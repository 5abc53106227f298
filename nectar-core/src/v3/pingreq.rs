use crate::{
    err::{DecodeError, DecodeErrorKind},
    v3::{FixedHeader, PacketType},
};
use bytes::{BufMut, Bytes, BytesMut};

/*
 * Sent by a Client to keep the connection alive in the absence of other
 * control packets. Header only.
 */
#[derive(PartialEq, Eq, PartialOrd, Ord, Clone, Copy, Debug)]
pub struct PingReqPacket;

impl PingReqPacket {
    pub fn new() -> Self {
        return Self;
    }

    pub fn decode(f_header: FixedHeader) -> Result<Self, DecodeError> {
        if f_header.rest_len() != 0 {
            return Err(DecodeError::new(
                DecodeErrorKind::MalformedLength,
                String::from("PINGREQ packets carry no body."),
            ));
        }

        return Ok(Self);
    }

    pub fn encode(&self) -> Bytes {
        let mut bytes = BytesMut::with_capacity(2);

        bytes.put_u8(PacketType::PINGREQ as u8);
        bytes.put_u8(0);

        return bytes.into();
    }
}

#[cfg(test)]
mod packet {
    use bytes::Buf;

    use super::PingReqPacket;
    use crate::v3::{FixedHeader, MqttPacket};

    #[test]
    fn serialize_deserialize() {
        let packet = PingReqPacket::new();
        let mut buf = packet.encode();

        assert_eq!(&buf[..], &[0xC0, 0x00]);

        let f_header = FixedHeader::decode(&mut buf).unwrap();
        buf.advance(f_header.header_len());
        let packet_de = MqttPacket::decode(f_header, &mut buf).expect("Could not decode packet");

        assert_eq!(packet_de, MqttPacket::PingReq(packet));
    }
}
--
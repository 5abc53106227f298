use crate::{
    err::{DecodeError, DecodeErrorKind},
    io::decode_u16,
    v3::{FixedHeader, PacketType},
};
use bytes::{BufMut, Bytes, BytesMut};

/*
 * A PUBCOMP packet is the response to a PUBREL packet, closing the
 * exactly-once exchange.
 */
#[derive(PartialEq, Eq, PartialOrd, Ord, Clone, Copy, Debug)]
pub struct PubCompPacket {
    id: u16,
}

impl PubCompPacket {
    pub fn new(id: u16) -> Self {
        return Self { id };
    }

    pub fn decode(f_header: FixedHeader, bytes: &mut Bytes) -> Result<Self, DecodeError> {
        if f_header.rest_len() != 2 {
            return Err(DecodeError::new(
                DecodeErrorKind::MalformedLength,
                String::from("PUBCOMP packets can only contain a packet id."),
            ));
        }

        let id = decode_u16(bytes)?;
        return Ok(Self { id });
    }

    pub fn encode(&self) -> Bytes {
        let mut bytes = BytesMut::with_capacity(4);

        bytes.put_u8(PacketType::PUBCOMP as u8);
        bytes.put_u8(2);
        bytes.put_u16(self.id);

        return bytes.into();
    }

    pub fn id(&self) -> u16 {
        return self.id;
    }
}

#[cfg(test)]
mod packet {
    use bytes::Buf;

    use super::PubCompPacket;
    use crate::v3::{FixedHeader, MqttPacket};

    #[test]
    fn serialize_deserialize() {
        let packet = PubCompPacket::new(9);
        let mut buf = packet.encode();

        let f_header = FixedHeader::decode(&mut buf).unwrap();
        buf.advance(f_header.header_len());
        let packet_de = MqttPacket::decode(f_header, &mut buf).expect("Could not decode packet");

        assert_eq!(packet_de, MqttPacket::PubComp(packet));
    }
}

* **Assignment**
Copy each line of the records above that carries the word "struct".

* **Task result**
pub struct PingReqPacket;
pub struct PubCompPacket {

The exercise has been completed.